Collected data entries
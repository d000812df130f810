//! PostgreSQL implementation of [`MailStore`].

use chrono::{DateTime, Utc};
use rocket_db_pools::sqlx::{self, FromRow, PgPool, Postgres, Transaction, types::Json};
use serde_json::Value;
use uuid::Uuid;

use super::{MailStore, NewThread, StoreError, StoreResult};
use crate::addresses::Mailbox;
use crate::models::{
    Account, DeliveryAttempt, Endpoint, Message, NewDeliveryAttempt, NewMessage, Thread,
};
use crate::threading::participants::ParticipantSet;

const MESSAGE_COLUMNS: &str = r#"id, user_id, direction, message_id, in_reply_to, "references",
    subject, from_blob, to_blob, cc_blob, text_body, html_body, sent_at, thread_id,
    thread_position, endpoint_id, is_read, created_at"#;

const THREAD_COLUMNS: &str = "id, user_id, root_message_id, normalized_subject, participants, \
    message_count, last_message_at, created_at";

const DELIVERY_COLUMNS: &str = "id, message_id, endpoint_id, delivery_type, status, attempts, \
    last_attempt_at, response_data, error, created_at, updated_at";

pub static MIGRATOR: sqlx::migrate::Migrator = sqlx::migrate!("./migrations");

/// Apply pending schema migrations.
pub async fn run_migrations(pool: &PgPool) -> Result<(), sqlx::migrate::MigrateError> {
    MIGRATOR.run(pool).await
}

#[derive(FromRow)]
struct ThreadRow {
    id: Uuid,
    user_id: i32,
    root_message_id: String,
    normalized_subject: String,
    participants: Json<Vec<Mailbox>>,
    message_count: i32,
    last_message_at: DateTime<Utc>,
    created_at: DateTime<Utc>,
}

impl From<ThreadRow> for Thread {
    fn from(row: ThreadRow) -> Self {
        Thread {
            id: row.id,
            user_id: row.user_id,
            root_message_id: row.root_message_id,
            normalized_subject: row.normalized_subject,
            participants: row.participants.0,
            message_count: row.message_count,
            last_message_at: row.last_message_at,
            created_at: row.created_at,
        }
    }
}

#[derive(Clone)]
pub struct PgStore {
    pool: PgPool,
}

impl PgStore {
    pub fn new(pool: PgPool) -> Self {
        Self { pool }
    }

    async fn insert_message(
        tx: &mut Transaction<'_, Postgres>,
        message: NewMessage,
        thread_id: Uuid,
        position: i32,
    ) -> Result<Message, sqlx::Error> {
        let query = format!(
            r#"INSERT INTO messages (id, user_id, direction, message_id, in_reply_to, "references",
                   subject, from_blob, to_blob, cc_blob, text_body, html_body, sent_at, thread_id,
                   thread_position, endpoint_id)
               VALUES ($1, $2, $3, $4, $5, $6, $7, $8, $9, $10, $11, $12, $13, $14, $15, $16)
               RETURNING {MESSAGE_COLUMNS}"#
        );

        sqlx::query_as::<_, Message>(&query)
            .bind(Uuid::new_v4())
            .bind(message.user_id)
            .bind(message.direction)
            .bind(&message.message_id)
            .bind(&message.in_reply_to)
            .bind(&message.references)
            .bind(&message.subject)
            .bind(&message.from_blob)
            .bind(&message.to_blob)
            .bind(&message.cc_blob)
            .bind(&message.text_body)
            .bind(&message.html_body)
            .bind(message.sent_at)
            .bind(thread_id)
            .bind(position)
            .bind(message.endpoint_id)
            .fetch_one(&mut **tx)
            .await
    }
}

#[rocket::async_trait]
impl MailStore for PgStore {
    async fn find_account(&self, user_id: i32) -> StoreResult<Option<Account>> {
        let account = sqlx::query_as::<_, Account>(
            "SELECT id, email, display_name, disabled, token_version FROM users WHERE id = $1",
        )
        .bind(user_id)
        .fetch_optional(&self.pool)
        .await?;

        Ok(account)
    }

    async fn get_message(&self, user_id: i32, id: Uuid) -> StoreResult<Option<Message>> {
        let query = format!("SELECT {MESSAGE_COLUMNS} FROM messages WHERE id = $1 AND user_id = $2");
        let message = sqlx::query_as::<_, Message>(&query)
            .bind(id)
            .bind(user_id)
            .fetch_optional(&self.pool)
            .await?;

        Ok(message)
    }

    async fn list_thread_messages(
        &self,
        user_id: i32,
        thread_id: Uuid,
    ) -> StoreResult<Vec<Message>> {
        let query = format!(
            "SELECT {MESSAGE_COLUMNS} FROM messages
             WHERE user_id = $1 AND thread_id = $2
             ORDER BY thread_position ASC, sent_at ASC"
        );
        let messages = sqlx::query_as::<_, Message>(&query)
            .bind(user_id)
            .bind(thread_id)
            .fetch_all(&self.pool)
            .await?;

        Ok(messages)
    }

    async fn get_thread(&self, user_id: i32, thread_id: Uuid) -> StoreResult<Option<Thread>> {
        let query =
            format!("SELECT {THREAD_COLUMNS} FROM email_threads WHERE id = $1 AND user_id = $2");
        let row = sqlx::query_as::<_, ThreadRow>(&query)
            .bind(thread_id)
            .bind(user_id)
            .fetch_optional(&self.pool)
            .await?;

        Ok(row.map(Thread::from))
    }

    async fn list_threads(&self, user_id: i32, limit: i64, offset: i64) -> StoreResult<Vec<Thread>> {
        let query = format!(
            "SELECT {THREAD_COLUMNS} FROM email_threads
             WHERE user_id = $1
             ORDER BY last_message_at DESC
             LIMIT $2 OFFSET $3"
        );
        let rows = sqlx::query_as::<_, ThreadRow>(&query)
            .bind(user_id)
            .bind(limit)
            .bind(offset)
            .fetch_all(&self.pool)
            .await?;

        Ok(rows.into_iter().map(Thread::from).collect())
    }

    async fn find_thread_by_message_ids(
        &self,
        user_id: i32,
        message_ids: &[String],
    ) -> StoreResult<Option<Thread>> {
        let member_query = r#"
            SELECT t.id, t.user_id, t.root_message_id, t.normalized_subject, t.participants,
                   t.message_count, t.last_message_at, t.created_at
            FROM email_threads t
            JOIN messages m ON m.thread_id = t.id
            WHERE m.user_id = $1 AND t.user_id = $1 AND m.message_id = ANY($2)
            ORDER BY t.last_message_at DESC
            LIMIT 1
        "#;
        let member = sqlx::query_as::<_, ThreadRow>(member_query)
            .bind(user_id)
            .bind(message_ids)
            .fetch_optional(&self.pool)
            .await?;
        if let Some(row) = member {
            return Ok(Some(row.into()));
        }

        let root_query = format!(
            "SELECT {THREAD_COLUMNS} FROM email_threads
             WHERE user_id = $1 AND root_message_id = ANY($2)
             ORDER BY last_message_at DESC
             LIMIT 1"
        );
        let root = sqlx::query_as::<_, ThreadRow>(&root_query)
            .bind(user_id)
            .bind(message_ids)
            .fetch_optional(&self.pool)
            .await?;

        Ok(root.map(Thread::from))
    }

    async fn find_threads_by_subject(
        &self,
        user_id: i32,
        normalized_subject: &str,
        since: DateTime<Utc>,
    ) -> StoreResult<Vec<Thread>> {
        let query = format!(
            "SELECT {THREAD_COLUMNS} FROM email_threads
             WHERE user_id = $1 AND normalized_subject = $2 AND last_message_at >= $3
             ORDER BY last_message_at DESC
             LIMIT 20"
        );
        let rows = sqlx::query_as::<_, ThreadRow>(&query)
            .bind(user_id)
            .bind(normalized_subject)
            .bind(since)
            .fetch_all(&self.pool)
            .await?;

        Ok(rows.into_iter().map(Thread::from).collect())
    }

    async fn create_thread(
        &self,
        message: NewMessage,
        thread: NewThread,
    ) -> StoreResult<(Thread, Message)> {
        let mut tx = self.pool.begin().await?;

        let query = format!(
            "INSERT INTO email_threads
                 (id, user_id, root_message_id, normalized_subject, participants, message_count, last_message_at)
             VALUES ($1, $2, $3, $4, $5, 1, $6)
             RETURNING {THREAD_COLUMNS}"
        );
        let created: Thread = sqlx::query_as::<_, ThreadRow>(&query)
            .bind(Uuid::new_v4())
            .bind(message.user_id)
            .bind(&thread.root_message_id)
            .bind(&thread.normalized_subject)
            .bind(Json(&thread.participants))
            .bind(message.sent_at)
            .fetch_one(&mut *tx)
            .await?
            .into();

        let stored = Self::insert_message(&mut tx, message, created.id, 0).await?;
        tx.commit().await?;

        Ok((created, stored))
    }

    async fn append_to_thread(
        &self,
        thread_id: Uuid,
        message: NewMessage,
        participants: &[Mailbox],
    ) -> StoreResult<(Thread, Message)> {
        let mut tx = self.pool.begin().await?;

        let lock_query = format!(
            "SELECT {THREAD_COLUMNS} FROM email_threads WHERE id = $1 AND user_id = $2 FOR UPDATE"
        );
        let current: Thread = sqlx::query_as::<_, ThreadRow>(&lock_query)
            .bind(thread_id)
            .bind(message.user_id)
            .fetch_optional(&mut *tx)
            .await?
            .ok_or(StoreError::Missing("thread"))?
            .into();

        let position = current.message_count;
        let mut merged = ParticipantSet::from_mailboxes(current.participants);
        merged.extend(participants.iter().cloned());

        let update_query = format!(
            "UPDATE email_threads
             SET message_count = message_count + 1,
                 last_message_at = GREATEST(last_message_at, $2),
                 participants = $3
             WHERE id = $1
             RETURNING {THREAD_COLUMNS}"
        );
        let updated: Thread = sqlx::query_as::<_, ThreadRow>(&update_query)
            .bind(thread_id)
            .bind(message.sent_at)
            .bind(Json(merged.mailboxes()))
            .fetch_one(&mut *tx)
            .await?
            .into();

        let stored = Self::insert_message(&mut tx, message, thread_id, position).await?;
        tx.commit().await?;

        Ok((updated, stored))
    }

    async fn get_endpoint(&self, endpoint_id: Uuid) -> StoreResult<Option<Endpoint>> {
        let endpoint = sqlx::query_as::<_, Endpoint>(
            "SELECT id, user_id, name, kind, config, is_active FROM endpoints WHERE id = $1",
        )
        .bind(endpoint_id)
        .fetch_optional(&self.pool)
        .await?;

        Ok(endpoint)
    }

    async fn get_delivery(&self, delivery_id: Uuid) -> StoreResult<Option<DeliveryAttempt>> {
        let query = format!("SELECT {DELIVERY_COLUMNS} FROM delivery_attempts WHERE id = $1");
        let delivery = sqlx::query_as::<_, DeliveryAttempt>(&query)
            .bind(delivery_id)
            .fetch_optional(&self.pool)
            .await?;

        Ok(delivery)
    }

    async fn list_deliveries(&self, message_id: Uuid) -> StoreResult<Vec<DeliveryAttempt>> {
        let query = format!(
            "SELECT {DELIVERY_COLUMNS} FROM delivery_attempts
             WHERE message_id = $1
             ORDER BY created_at DESC"
        );
        let deliveries = sqlx::query_as::<_, DeliveryAttempt>(&query)
            .bind(message_id)
            .fetch_all(&self.pool)
            .await?;

        Ok(deliveries)
    }

    async fn insert_delivery(&self, attempt: NewDeliveryAttempt) -> StoreResult<DeliveryAttempt> {
        let query = format!(
            "INSERT INTO delivery_attempts
                 (id, message_id, endpoint_id, delivery_type, status, attempts, last_attempt_at,
                  response_data, error)
             VALUES ($1, $2, $3, $4, $5, $6, $7, $8, $9)
             RETURNING {DELIVERY_COLUMNS}"
        );
        let delivery = sqlx::query_as::<_, DeliveryAttempt>(&query)
            .bind(Uuid::new_v4())
            .bind(attempt.message_id)
            .bind(attempt.endpoint_id)
            .bind(attempt.delivery_type)
            .bind(attempt.status)
            .bind(attempt.attempts)
            .bind(attempt.last_attempt_at)
            .bind(attempt.response_data)
            .bind(attempt.error)
            .fetch_one(&self.pool)
            .await?;

        Ok(delivery)
    }

    async fn begin_retry(
        &self,
        delivery_id: Uuid,
        now: DateTime<Utc>,
    ) -> StoreResult<Option<DeliveryAttempt>> {
        let query = format!(
            "UPDATE delivery_attempts
             SET status = 'pending', attempts = attempts + 1, last_attempt_at = $2,
                 error = NULL, updated_at = $2
             WHERE id = $1
             RETURNING {DELIVERY_COLUMNS}"
        );
        let delivery = sqlx::query_as::<_, DeliveryAttempt>(&query)
            .bind(delivery_id)
            .bind(now)
            .fetch_optional(&self.pool)
            .await?;

        Ok(delivery)
    }

    async fn mark_failed(
        &self,
        delivery_id: Uuid,
        error: &str,
        response_data: Option<Value>,
    ) -> StoreResult<Option<DeliveryAttempt>> {
        let query = format!(
            "UPDATE delivery_attempts
             SET status = 'failed', error = $2,
                 response_data = COALESCE($3, response_data), updated_at = NOW()
             WHERE id = $1
             RETURNING {DELIVERY_COLUMNS}"
        );
        let delivery = sqlx::query_as::<_, DeliveryAttempt>(&query)
            .bind(delivery_id)
            .bind(error)
            .bind(response_data)
            .fetch_optional(&self.pool)
            .await?;

        Ok(delivery)
    }
}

* Prompt *
Whenever a line above includes "Transaction", copy it in full.

* Exercise result *
use rocket_db_pools::sqlx::{self, FromRow, PgPool, Postgres, Transaction, types::Json};
        tx: &mut Transaction<'_, Postgres>,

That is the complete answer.